_Task brief_
Starting at the line with "from the broker" and going on through the line with "tracing_subscriber::fmt()", reproduce each line in the records below exactly and nothing more.

_Saved entries_
Segment Open

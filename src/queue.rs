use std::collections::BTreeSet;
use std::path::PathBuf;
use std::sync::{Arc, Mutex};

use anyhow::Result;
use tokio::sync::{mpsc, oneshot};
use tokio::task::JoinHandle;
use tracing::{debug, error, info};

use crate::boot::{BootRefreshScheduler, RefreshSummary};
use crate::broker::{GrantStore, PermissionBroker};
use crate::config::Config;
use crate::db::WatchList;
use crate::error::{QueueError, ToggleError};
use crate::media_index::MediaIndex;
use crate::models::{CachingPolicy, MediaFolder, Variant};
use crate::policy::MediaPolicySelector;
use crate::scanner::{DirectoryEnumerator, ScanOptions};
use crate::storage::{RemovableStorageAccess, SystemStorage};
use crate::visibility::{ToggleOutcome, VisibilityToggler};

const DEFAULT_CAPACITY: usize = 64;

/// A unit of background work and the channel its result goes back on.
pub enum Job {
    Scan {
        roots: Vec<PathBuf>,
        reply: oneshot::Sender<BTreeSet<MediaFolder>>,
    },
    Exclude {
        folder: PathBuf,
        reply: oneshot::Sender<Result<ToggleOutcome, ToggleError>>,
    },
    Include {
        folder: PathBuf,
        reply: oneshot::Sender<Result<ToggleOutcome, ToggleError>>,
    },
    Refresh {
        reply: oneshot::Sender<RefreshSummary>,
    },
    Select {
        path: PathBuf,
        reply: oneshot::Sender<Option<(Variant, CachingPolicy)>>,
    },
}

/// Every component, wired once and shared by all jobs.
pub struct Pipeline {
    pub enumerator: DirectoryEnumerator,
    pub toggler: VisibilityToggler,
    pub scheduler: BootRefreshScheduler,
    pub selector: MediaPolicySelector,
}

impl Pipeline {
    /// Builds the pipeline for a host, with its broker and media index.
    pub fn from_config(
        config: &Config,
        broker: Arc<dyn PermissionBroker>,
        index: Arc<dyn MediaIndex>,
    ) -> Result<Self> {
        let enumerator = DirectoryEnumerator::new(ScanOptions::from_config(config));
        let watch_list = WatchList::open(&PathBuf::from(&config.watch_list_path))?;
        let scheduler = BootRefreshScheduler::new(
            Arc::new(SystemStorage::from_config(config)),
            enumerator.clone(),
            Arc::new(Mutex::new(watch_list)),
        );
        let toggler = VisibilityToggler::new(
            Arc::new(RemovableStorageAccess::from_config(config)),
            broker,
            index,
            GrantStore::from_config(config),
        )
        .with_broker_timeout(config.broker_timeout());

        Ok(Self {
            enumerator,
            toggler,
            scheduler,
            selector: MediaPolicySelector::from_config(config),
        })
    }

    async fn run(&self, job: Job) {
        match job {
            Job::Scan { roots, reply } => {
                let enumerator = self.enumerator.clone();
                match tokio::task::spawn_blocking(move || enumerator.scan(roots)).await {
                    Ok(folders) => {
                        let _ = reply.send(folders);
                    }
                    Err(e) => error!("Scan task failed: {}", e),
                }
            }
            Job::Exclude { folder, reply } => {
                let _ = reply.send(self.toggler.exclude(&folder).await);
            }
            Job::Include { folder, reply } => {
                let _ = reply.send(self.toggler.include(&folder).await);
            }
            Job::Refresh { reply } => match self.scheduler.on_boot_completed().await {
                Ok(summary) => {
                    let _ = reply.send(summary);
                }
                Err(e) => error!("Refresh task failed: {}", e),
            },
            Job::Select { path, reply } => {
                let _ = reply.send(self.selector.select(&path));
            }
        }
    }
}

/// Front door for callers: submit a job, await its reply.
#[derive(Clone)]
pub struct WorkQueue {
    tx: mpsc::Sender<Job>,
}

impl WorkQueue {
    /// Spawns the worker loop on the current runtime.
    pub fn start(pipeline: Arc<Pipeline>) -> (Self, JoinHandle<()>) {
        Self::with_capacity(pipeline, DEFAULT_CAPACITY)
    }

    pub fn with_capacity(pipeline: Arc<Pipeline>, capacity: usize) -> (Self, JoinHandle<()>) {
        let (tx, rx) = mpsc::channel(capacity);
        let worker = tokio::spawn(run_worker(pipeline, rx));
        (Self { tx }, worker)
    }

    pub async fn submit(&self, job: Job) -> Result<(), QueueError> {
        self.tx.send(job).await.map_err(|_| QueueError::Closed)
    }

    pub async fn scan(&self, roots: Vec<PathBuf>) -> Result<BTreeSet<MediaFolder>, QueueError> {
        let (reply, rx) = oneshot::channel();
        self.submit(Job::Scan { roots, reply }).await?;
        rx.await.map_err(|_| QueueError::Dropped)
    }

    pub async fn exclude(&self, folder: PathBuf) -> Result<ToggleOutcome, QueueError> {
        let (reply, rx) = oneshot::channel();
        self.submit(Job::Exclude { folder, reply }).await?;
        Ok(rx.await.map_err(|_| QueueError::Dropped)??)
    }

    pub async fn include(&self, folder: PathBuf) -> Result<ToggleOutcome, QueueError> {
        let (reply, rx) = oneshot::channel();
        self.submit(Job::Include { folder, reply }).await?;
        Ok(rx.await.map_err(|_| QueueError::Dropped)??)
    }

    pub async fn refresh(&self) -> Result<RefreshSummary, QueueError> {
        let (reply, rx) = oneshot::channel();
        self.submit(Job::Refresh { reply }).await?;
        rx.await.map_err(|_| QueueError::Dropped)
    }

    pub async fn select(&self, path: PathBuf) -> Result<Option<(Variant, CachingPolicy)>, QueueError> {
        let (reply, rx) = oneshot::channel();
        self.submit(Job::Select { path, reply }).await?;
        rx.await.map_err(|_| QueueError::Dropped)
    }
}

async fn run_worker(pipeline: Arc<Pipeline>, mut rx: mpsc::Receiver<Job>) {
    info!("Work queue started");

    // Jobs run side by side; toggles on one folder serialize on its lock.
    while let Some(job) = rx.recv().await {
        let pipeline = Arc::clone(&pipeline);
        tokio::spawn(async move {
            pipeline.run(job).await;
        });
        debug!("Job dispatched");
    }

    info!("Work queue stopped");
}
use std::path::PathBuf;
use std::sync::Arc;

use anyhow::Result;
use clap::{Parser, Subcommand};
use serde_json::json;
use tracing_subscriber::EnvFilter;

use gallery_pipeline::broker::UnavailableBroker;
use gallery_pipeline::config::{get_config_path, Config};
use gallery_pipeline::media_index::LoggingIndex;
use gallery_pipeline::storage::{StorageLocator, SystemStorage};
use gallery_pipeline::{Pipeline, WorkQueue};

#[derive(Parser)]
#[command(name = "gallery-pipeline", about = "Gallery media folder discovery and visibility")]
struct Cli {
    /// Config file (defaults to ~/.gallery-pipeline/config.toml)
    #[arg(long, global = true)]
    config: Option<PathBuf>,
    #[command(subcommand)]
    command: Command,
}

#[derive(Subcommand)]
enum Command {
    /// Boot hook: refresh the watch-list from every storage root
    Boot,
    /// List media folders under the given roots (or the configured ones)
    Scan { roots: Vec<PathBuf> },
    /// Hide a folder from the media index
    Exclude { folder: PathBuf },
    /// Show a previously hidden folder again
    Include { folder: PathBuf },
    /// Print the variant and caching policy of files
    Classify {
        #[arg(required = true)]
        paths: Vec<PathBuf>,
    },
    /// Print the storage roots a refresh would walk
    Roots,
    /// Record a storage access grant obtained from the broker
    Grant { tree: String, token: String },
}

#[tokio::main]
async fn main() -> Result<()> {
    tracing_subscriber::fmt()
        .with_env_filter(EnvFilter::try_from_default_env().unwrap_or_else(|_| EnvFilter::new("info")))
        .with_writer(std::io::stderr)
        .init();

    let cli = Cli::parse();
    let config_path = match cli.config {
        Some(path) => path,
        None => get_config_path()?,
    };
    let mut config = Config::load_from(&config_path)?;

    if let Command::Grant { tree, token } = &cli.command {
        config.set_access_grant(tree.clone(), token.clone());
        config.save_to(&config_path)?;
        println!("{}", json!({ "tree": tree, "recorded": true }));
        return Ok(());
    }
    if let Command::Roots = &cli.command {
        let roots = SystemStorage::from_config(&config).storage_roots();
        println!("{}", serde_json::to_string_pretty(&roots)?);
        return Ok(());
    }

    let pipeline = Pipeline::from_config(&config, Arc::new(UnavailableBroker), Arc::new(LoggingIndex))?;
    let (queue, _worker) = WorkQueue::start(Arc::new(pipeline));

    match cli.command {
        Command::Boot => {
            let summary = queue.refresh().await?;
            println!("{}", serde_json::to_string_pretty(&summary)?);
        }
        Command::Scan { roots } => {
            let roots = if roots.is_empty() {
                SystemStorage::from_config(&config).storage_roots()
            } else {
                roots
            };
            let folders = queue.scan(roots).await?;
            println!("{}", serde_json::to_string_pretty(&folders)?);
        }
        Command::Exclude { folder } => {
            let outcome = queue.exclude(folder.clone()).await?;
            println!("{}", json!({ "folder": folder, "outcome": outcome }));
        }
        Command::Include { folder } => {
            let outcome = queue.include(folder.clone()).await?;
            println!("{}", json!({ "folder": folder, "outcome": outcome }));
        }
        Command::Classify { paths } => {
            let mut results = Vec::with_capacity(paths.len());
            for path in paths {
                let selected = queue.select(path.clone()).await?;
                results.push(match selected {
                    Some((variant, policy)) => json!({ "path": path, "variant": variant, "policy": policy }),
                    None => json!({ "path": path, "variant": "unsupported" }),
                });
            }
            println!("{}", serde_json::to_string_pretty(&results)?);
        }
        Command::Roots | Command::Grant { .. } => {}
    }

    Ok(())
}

Segment Closed

_Reply_
    /// Record a storage access grant obtained from the broker
    Grant { tree: String, token: String },
}

#[tokio::main]
async fn main() -> Result<()> {
    tracing_subscriber::fmt()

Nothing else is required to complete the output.